### SUPPLIED DATA
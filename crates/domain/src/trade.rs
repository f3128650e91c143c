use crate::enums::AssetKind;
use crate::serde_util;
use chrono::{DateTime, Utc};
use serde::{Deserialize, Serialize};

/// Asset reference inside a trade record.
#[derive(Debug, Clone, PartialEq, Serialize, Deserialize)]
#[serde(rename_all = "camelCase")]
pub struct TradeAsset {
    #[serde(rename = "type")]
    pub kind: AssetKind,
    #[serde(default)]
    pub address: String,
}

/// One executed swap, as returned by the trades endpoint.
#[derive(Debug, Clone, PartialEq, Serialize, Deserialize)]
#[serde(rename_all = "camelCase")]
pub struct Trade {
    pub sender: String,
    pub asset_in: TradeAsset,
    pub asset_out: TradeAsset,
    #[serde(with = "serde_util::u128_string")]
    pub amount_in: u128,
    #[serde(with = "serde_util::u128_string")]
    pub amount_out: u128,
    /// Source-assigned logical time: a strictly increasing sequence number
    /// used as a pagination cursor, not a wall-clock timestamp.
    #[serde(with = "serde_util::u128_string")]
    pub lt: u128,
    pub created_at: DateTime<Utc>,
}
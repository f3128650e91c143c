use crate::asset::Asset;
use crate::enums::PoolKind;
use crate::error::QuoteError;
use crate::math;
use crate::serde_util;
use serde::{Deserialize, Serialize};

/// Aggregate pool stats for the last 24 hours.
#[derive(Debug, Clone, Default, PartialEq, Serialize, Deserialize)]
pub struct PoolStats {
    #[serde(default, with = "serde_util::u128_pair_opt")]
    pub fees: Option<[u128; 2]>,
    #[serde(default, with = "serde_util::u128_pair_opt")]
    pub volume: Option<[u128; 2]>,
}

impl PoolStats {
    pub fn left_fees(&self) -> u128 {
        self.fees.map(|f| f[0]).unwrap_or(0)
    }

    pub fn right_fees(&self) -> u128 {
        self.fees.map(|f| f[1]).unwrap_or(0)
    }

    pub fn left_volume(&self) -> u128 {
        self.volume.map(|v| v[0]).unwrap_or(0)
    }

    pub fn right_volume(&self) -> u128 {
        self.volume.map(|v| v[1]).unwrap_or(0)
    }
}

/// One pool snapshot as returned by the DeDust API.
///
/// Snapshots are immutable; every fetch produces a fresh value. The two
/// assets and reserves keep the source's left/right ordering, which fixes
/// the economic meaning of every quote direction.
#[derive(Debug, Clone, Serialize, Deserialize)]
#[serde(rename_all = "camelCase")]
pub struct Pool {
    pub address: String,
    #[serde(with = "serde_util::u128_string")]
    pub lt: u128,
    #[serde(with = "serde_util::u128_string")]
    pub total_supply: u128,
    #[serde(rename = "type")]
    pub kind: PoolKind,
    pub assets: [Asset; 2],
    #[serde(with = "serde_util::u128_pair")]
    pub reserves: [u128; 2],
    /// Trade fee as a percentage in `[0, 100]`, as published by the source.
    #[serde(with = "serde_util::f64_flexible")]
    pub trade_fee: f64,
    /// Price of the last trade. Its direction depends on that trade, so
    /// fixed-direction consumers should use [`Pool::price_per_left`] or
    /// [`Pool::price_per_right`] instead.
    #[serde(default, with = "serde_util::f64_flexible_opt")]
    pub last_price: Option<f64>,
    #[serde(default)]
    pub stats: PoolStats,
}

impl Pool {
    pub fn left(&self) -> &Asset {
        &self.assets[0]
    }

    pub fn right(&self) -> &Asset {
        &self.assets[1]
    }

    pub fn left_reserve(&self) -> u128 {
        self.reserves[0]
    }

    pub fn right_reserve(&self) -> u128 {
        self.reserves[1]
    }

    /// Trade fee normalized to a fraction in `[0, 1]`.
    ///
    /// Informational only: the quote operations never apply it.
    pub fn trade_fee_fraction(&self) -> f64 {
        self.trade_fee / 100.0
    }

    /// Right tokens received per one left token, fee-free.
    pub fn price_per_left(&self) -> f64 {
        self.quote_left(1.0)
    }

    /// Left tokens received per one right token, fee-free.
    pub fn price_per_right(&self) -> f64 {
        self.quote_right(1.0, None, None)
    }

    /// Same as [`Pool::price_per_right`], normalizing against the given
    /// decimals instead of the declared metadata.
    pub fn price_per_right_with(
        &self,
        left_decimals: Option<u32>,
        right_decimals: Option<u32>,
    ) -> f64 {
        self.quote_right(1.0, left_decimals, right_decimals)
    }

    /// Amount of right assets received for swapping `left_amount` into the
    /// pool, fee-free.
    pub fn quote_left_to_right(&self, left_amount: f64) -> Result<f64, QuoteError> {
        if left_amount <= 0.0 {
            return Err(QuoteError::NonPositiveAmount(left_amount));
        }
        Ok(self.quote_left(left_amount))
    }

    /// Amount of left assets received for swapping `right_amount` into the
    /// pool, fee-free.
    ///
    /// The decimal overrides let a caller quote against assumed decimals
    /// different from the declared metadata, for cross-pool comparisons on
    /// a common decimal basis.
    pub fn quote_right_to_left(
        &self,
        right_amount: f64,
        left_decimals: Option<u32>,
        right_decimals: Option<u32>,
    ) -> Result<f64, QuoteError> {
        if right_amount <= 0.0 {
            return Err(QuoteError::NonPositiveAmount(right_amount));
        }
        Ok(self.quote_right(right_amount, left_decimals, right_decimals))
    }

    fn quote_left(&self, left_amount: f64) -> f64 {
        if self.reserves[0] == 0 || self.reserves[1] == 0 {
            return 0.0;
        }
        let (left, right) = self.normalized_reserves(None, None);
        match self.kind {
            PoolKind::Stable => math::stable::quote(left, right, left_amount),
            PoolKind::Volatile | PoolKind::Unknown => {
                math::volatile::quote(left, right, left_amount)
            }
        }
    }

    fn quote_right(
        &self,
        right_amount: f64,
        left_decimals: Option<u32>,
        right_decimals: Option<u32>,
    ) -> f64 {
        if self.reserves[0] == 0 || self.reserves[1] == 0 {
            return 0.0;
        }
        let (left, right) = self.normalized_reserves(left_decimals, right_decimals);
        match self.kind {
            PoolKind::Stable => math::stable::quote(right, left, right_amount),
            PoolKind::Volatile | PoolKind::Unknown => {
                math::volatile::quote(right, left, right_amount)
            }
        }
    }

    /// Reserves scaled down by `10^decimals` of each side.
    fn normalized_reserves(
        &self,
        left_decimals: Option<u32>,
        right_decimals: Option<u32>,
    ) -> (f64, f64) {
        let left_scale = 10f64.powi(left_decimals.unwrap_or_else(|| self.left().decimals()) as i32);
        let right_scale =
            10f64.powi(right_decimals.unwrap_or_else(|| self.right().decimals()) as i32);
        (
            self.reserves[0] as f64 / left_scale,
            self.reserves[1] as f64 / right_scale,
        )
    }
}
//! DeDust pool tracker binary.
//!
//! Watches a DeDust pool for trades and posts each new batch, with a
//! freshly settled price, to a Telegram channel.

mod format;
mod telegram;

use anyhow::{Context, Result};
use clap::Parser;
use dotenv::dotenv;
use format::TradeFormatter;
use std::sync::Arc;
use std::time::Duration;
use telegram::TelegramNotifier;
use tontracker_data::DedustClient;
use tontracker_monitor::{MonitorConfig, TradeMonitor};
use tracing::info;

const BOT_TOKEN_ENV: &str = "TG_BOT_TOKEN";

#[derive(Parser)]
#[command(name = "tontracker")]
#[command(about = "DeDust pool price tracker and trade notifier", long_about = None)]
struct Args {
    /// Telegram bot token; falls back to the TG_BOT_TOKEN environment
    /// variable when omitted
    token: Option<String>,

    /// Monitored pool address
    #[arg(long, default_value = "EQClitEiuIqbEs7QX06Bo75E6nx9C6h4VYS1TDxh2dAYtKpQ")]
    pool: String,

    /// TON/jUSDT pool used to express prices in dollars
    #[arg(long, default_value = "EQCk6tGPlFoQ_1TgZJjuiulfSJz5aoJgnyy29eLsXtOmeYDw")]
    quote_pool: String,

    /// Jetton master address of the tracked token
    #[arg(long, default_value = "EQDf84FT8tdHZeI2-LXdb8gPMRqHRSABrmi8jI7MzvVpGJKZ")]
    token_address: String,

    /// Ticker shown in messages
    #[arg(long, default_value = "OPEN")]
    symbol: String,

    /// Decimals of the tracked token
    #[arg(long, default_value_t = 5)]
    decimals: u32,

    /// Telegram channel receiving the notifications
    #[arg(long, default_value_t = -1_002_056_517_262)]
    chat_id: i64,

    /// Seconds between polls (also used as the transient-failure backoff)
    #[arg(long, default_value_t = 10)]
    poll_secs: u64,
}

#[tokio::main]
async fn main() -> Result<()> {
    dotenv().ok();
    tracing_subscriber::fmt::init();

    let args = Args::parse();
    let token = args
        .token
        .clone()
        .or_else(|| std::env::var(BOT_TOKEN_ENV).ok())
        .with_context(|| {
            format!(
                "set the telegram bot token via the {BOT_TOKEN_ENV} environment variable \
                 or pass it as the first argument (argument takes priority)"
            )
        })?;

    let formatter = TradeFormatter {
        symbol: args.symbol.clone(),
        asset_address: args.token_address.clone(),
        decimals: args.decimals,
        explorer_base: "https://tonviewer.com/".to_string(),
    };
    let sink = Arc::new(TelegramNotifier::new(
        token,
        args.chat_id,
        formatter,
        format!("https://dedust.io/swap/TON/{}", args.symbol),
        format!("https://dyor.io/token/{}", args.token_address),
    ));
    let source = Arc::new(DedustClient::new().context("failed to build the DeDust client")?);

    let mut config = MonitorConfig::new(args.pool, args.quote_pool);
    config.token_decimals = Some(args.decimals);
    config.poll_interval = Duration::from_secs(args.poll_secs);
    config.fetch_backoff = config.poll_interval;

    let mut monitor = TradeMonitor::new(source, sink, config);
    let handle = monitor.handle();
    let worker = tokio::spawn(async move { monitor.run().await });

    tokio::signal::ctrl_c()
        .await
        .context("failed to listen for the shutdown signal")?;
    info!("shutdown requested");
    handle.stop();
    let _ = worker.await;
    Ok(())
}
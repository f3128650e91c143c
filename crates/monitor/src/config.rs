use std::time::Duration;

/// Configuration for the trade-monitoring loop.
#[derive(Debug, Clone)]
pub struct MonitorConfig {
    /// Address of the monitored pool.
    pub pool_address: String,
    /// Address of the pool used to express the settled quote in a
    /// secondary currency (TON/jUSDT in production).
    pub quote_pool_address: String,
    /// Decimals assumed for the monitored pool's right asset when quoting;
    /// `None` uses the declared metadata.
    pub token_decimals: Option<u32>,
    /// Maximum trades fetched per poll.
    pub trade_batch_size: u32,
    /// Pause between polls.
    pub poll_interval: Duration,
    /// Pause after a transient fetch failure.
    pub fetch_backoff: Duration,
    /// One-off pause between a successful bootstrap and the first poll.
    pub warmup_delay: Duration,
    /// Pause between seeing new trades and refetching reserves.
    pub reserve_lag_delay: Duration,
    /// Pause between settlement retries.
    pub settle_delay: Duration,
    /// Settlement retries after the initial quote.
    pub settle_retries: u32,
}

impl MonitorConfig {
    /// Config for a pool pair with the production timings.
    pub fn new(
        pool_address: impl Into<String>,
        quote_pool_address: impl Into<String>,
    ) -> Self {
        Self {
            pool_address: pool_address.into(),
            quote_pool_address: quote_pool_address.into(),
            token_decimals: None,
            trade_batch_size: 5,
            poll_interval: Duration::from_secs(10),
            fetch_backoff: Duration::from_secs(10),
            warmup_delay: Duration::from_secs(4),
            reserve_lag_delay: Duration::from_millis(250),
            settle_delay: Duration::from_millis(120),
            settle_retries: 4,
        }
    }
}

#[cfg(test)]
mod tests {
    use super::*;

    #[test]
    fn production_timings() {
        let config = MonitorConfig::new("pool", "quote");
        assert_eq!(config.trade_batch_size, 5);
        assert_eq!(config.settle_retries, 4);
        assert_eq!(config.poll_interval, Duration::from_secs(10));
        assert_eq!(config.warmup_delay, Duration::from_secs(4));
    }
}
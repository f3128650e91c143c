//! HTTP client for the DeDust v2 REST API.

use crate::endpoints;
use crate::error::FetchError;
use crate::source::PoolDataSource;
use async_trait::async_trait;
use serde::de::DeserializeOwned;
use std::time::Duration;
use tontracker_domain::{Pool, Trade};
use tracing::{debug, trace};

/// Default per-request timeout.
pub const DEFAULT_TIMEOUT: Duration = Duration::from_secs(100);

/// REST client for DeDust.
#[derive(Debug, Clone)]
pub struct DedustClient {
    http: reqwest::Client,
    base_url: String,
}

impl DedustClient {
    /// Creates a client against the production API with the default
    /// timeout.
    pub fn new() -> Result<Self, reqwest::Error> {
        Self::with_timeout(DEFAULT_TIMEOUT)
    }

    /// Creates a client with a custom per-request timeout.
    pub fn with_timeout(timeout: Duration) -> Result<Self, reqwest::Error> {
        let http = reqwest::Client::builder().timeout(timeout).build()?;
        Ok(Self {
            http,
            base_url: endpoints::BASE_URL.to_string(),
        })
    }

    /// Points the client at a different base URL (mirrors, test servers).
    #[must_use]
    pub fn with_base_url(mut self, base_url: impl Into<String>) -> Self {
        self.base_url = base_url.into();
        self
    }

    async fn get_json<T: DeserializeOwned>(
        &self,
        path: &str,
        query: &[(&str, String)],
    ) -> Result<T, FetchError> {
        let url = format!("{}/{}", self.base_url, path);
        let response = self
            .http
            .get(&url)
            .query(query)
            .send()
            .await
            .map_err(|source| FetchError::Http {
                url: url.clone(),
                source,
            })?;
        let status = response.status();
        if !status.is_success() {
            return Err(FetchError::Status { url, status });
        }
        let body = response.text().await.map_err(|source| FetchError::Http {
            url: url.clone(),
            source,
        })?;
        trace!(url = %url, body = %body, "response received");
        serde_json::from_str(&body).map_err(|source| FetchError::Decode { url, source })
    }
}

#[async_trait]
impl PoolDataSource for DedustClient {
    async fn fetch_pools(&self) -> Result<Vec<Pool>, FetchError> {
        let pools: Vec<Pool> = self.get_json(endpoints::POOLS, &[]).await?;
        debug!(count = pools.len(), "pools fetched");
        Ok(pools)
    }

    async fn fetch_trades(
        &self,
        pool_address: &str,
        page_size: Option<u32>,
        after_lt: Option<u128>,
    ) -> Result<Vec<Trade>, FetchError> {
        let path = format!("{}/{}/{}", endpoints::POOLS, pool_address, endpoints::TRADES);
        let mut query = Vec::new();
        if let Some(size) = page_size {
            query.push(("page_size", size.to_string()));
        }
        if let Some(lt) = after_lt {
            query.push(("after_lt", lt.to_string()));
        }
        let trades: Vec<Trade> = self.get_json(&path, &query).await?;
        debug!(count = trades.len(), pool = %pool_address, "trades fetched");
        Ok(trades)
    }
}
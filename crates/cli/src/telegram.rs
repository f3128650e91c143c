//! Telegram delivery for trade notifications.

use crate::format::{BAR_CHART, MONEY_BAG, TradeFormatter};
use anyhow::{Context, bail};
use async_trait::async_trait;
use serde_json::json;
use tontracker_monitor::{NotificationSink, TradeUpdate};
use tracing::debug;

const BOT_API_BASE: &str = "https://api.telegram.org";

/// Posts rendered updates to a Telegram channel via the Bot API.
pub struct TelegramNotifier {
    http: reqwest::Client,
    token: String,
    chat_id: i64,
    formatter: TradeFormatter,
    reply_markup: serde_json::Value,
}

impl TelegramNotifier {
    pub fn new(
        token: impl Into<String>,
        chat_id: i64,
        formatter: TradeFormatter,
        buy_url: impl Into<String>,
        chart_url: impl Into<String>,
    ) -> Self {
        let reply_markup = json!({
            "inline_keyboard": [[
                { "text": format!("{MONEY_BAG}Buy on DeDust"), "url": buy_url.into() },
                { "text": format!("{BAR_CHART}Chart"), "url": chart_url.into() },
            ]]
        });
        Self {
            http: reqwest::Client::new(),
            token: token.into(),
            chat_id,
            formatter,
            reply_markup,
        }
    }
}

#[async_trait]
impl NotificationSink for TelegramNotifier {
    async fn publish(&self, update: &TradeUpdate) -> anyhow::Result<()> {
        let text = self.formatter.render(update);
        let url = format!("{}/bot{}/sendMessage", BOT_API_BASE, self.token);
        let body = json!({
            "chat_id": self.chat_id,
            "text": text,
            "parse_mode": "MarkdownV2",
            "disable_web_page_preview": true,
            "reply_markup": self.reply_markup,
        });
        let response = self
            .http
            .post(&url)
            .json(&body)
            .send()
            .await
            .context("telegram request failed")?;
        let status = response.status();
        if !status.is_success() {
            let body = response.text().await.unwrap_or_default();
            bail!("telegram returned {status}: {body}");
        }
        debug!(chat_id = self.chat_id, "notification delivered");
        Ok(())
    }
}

### EXERCISE PROMPT
When a line in the listing has the string "handle" in it, return that line.

### PROBLEM SOLUTION
    let handle = monitor.handle();
    handle.stop();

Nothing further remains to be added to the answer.